Não preciso abrir os olhos para saber que a sombra da véspera nos encontrou. A presença está ali e não se move.

Tusso algumas vezes e tento enxergar além das nuances de vermelho do teto pedregoso – frestas do outro lado do espaço deixam escapar a pouca luz que as ilumina. Fragmentos de conversas, palavras sem nexo, imagens e lugares se misturam em meus pensamentos, desorientando-me, quase tonta. Meu corpo se levanta devagar, moroso, desrespeitando meus comandos.

Mãos firmes me amparam antes que eu escorregue sob o peso de meus braços flácidos. A sensação é a de dejà vu.

– Parece que você foi a primeira a acordar – comenta uma voz monótona e desagradavelmente familiar.

A alguns metros do outro lado da minúscula e sufocante caverna em que estamos, Link jaz desacordado. Há bandagens e curativos encardidos encobrindo seus braços e peito, o que me leva a procurá-los (e achá-los) em mim também.
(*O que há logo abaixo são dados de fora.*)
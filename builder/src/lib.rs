pub mod crc32;
pub mod gpt;
pub mod mbr;
pub mod orchestrator;
pub mod util;
pub mod write_protect;
pub mod xml;

pub use gpt::GptOptions;
pub use orchestrator::{run, Artifacts};
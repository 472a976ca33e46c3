pub mod configuration;
pub mod error;
pub mod guid;
pub mod instructions;
pub mod partition;

pub use configuration::{Configuration, TableType};
pub use error::{ConfigError, Error, ImageError, LayoutError};
pub use guid::Guid;
pub use instructions::Instructions;
pub use partition::{Partition, PartitionFlags, TypeId};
Quando finalmente consigo me recostar, as mãos ainda amparando meus braços com cuidado, uma fisgada ataca minhas costas.

É como se todos os gatilhos se ativassem de uma vez só.

Bailarina, chave, Helena, origami, sombra, Alice.

Alice.

Amparo-me entre uma das pedras sobressalentes e tento controlar minha respiração errática com algumas inspirações profundas.

Inspire.

Expire.

Viu como é mais fácil assim?

Inspire.

Expire.

As mãos ainda não soltaram meus braços.

Ainda não abri a mão esquerda. Com a pouca furtividade de que disponho, escondo no bolso a dobradura que sei estar debaixo de meu punho cerrado. Se ele vê, não se importa – se teve a chance de tirar o papel de minhas mãos enquanto apaguei, não tem porque fazê-lo agora.
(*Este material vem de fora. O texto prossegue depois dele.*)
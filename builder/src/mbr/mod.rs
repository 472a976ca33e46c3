//! MBR layout planner and serializer, plus the EBR chain for more than
//! four partitions. Grounded in `original_source/mbr.py::{MBR,EBR}`.

pub mod entry;
pub mod record;

use ptimage_core::{ConfigError, Configuration, Error, ImageError, LayoutError, Partition, TypeId};

use crate::util::kb_to_sectors;
use entry::MbrEntry;

const MAX_PRIMARY_ENTRIES: usize = 4;
const EXTENDED_PARTITION_TYPE: u8 = 0x05;

#[derive(Debug)]
pub struct MbrImages {
    pub mbr: Vec<u8>,
    pub ebr: Option<Vec<u8>>,
}

/// Loads and validates an optional boot-code file. The file must be
/// exactly 440 or 446 bytes, matching the two conventional boot-code
/// sizes (with or without the 4-byte disk-signature gap).
pub fn read_boot_code(path: &std::path::Path) -> Result<Vec<u8>, Error> {
    let bytes = std::fs::read(path).map_err(|source| ImageError::Read {
        path: path.display().to_string(),
        source,
    })?;
    if bytes.len() != 440 && bytes.len() != 446 {
        return Err(ImageError::InvalidBootCode(bytes.len() as u64).into());
    }
    Ok(bytes)
}

pub fn build(config: &Configuration, boot_code: Option<&[u8]>) -> Result<MbrImages, Error> {
    let partitions = &config.partitions;
    let sector_size = config.instructions.sector_size_bytes;
    let sectors_per_bulk = config.instructions.sectors_per_bulk();
    if sectors_per_bulk == 0 {
        return Err(ConfigError::ZeroBulkSize.into());
    }

    let needs_ebr = partitions.len() > MAX_PRIMARY_ENTRIES;
    let primary_count = if needs_ebr { 3 } else { partitions.len() };

    let mut tracker = crate::write_protect::WriteProtectTracker::new();
    let (mut entries, cursor) =
        plan_primary(partitions, primary_count, sector_size, sectors_per_bulk, &mut tracker);

    if needs_ebr {
        entries[3] = MbrEntry {
            bootable: 0,
            part_type: EXTENDED_PARTITION_TYPE,
            first_lba: cursor as u32,
            num_sectors: 0,
            ..MbrEntry::default()
        };
    }

    for (part, entry) in partitions.iter().take(primary_count).zip(entries.iter()) {
        log::info!(
            "mbr partition \"{}\": first_lba={} num_sectors={}",
            part.label,
            entry.first_lba,
            entry.num_sectors
        );
    }

    let mbr_bytes = record::serialize_sector(boot_code, config.instructions.disk_signature, &entries).to_vec();

    let ebr_bytes = if needs_ebr {
        Some(plan_ebr(partitions, cursor, sectors_per_bulk, &mut tracker)?)
    } else {
        None
    };

    Ok(MbrImages { mbr: mbr_bytes, ebr: ebr_bytes })
}

fn mbr_type(part: &Partition) -> u8 {
    match part.type_id {
        TypeId::Mbr(code) => code,
        TypeId::Gpt(_) => unreachable!("orchestrator enforces uniform MBR table type"),
    }
}

fn plan_primary(
    partitions: &[Partition],
    count: usize,
    sector_size_bytes: u64,
    sectors_per_bulk: u64,
    tracker: &mut crate::write_protect::WriteProtectTracker,
) -> ([MbrEntry; 4], u64) {
    let mut entries = [MbrEntry::default(); 4];
    let mut first_lba: u64 = 1;
    let mut last_lba: u64 = 1;

    for (i, part) in partitions.iter().take(count).enumerate() {
        if part.first_lba_in_kb > 0 {
            first_lba = kb_to_sectors(part.first_lba_in_kb, sector_size_bytes);
        }
        if first_lba < last_lba {
            first_lba = last_lba;
        }

        // Every MBR partition is treated as write-protected for tracker
        // purposes, regardless of its own readonly flag.
        tracker.update(first_lba, part.size_in_sec, sectors_per_bulk);

        entries[i] = MbrEntry {
            bootable: if part.flags.bootable { 0x80 } else { 0x00 },
            part_type: mbr_type(part),
            first_lba: first_lba as u32,
            num_sectors: part.size_in_sec as u32,
            ..MbrEntry::default()
        };

        last_lba = first_lba + part.size_in_sec;
    }

    (entries, last_lba)
}

fn plan_ebr(
    partitions: &[Partition],
    start_lba: u64,
    sectors_per_bulk: u64,
    tracker: &mut crate::write_protect::WriteProtectTracker,
) -> Result<Vec<u8>, Error> {
    let part_num = partitions.len();
    let mut first_lba = start_lba + part_num as u64 - 3;
    let mut last_lba = first_lba;
    let mut ebr_offset: i64 = 0;
    let mut prev_relative: Option<i64> = None;
    let mut records = Vec::with_capacity((part_num - 3) * record::SECTOR_SIZE);

    for (i, part) in partitions.iter().enumerate().skip(3) {
        if first_lba < last_lba {
            first_lba = last_lba;
        }

        tracker.update(first_lba, part.size_in_sec, sectors_per_bulk);

        let relative_first_lba = first_lba as i64 - start_lba as i64 - ebr_offset;
        if relative_first_lba < 0 {
            return Err(LayoutError::EbrChainInvalid(format!(
                "partition \"{}\" resolves to a negative EBR-relative LBA",
                part.label
            ))
            .into());
        }
        if let Some(prev) = prev_relative {
            if relative_first_lba <= prev {
                return Err(LayoutError::EbrChainInvalid(format!(
                    "EBR chain is not monotonically increasing at partition \"{}\"",
                    part.label
                ))
                .into());
            }
        }
        prev_relative = Some(relative_first_lba);

        let entry1 = MbrEntry {
            bootable: if part.flags.bootable { 0x80 } else { 0x00 },
            part_type: mbr_type(part),
            first_lba: relative_first_lba as u32,
            num_sectors: part.size_in_sec as u32,
            ..MbrEntry::default()
        };

        last_lba = first_lba + part.size_in_sec;

        let is_last = i + 1 == part_num;
        let entry2 = if is_last {
            MbrEntry::default()
        } else {
            MbrEntry {
                bootable: 0,
                part_type: EXTENDED_PARTITION_TYPE,
                first_lba: (i - 2) as u32,
                num_sectors: 1,
                ..MbrEntry::default()
            }
        };

        let sector = record::serialize_sector(
            None,
            0,
            &[entry1, entry2, MbrEntry::default(), MbrEntry::default()],
        );
        records.extend_from_slice(&sector);

        ebr_offset += 1;
    }

    Ok(records)
}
– O que tá... acontecendo...?

Viro-me, brusca e desajeitada, na direção das mãos, que me seguram novamente antes que eu dê com a cara no chão, imprensando-me contra seu ombro.

– Fique quieta – murmura – Está forçando os ossos que quase quebrou.
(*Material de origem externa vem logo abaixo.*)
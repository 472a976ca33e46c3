use crate::{ConfigError, Instructions, Partition, TypeId};

/// Which on-disk table format a [`Configuration`] targets, determined by
/// the (uniform) type tag of its partitions.
#[derive(Debug, Clone, Copy, PartialEq, Eq)]
pub enum TableType {
    Mbr,
    Gpt,
}

/// The fully decoded configuration: global instructions plus the ordered
/// partition list. Constructed once by the decoder, then threaded (never
/// mutated except by the layout planner assigning LBAs) through
/// serialization.
#[derive(Debug, Clone)]
pub struct Configuration {
    pub instructions: Instructions,
    pub partitions: Vec<Partition>,
}

impl Configuration {
    /// Determines MBR vs GPT from the partitions' type tags, rejecting a
    /// mix and an empty list.
    pub fn table_type(&self) -> Result<TableType, ConfigError> {
        if self.partitions.is_empty() {
            return Err(ConfigError::EmptyPartitionList);
        }

        let mut table_type = None;
        for part in &self.partitions {
            let this = match part.type_id {
                TypeId::Mbr(_) => TableType::Mbr,
                TypeId::Gpt(_) => TableType::Gpt,
            };
            match table_type {
                None => table_type = Some(this),
                Some(t) if t == this => {}
                Some(_) => return Err(ConfigError::MixedPartitionType(part.label.clone())),
            }
        }

        Ok(table_type.expect("checked non-empty above"))
    }
}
A pontada de dor retorna, como que para confirmar a afirmação, junto à sensação tardia de minhas costas atingindo a parede ladrilhada do templo antes de tudo escurecer. Mordo os lábios e tento me acalmar.

Toco a boca, toco os dentes da frente, e tento lidar com o impacto de todas as memórias rasgadas sozinha. Agora toco as têmporas, tentando desbloquear algum fragmento esquecido pelo delírio com a pressão dos dedos. Tudo o que consigo é pensar ainda mais naquilo que já sei.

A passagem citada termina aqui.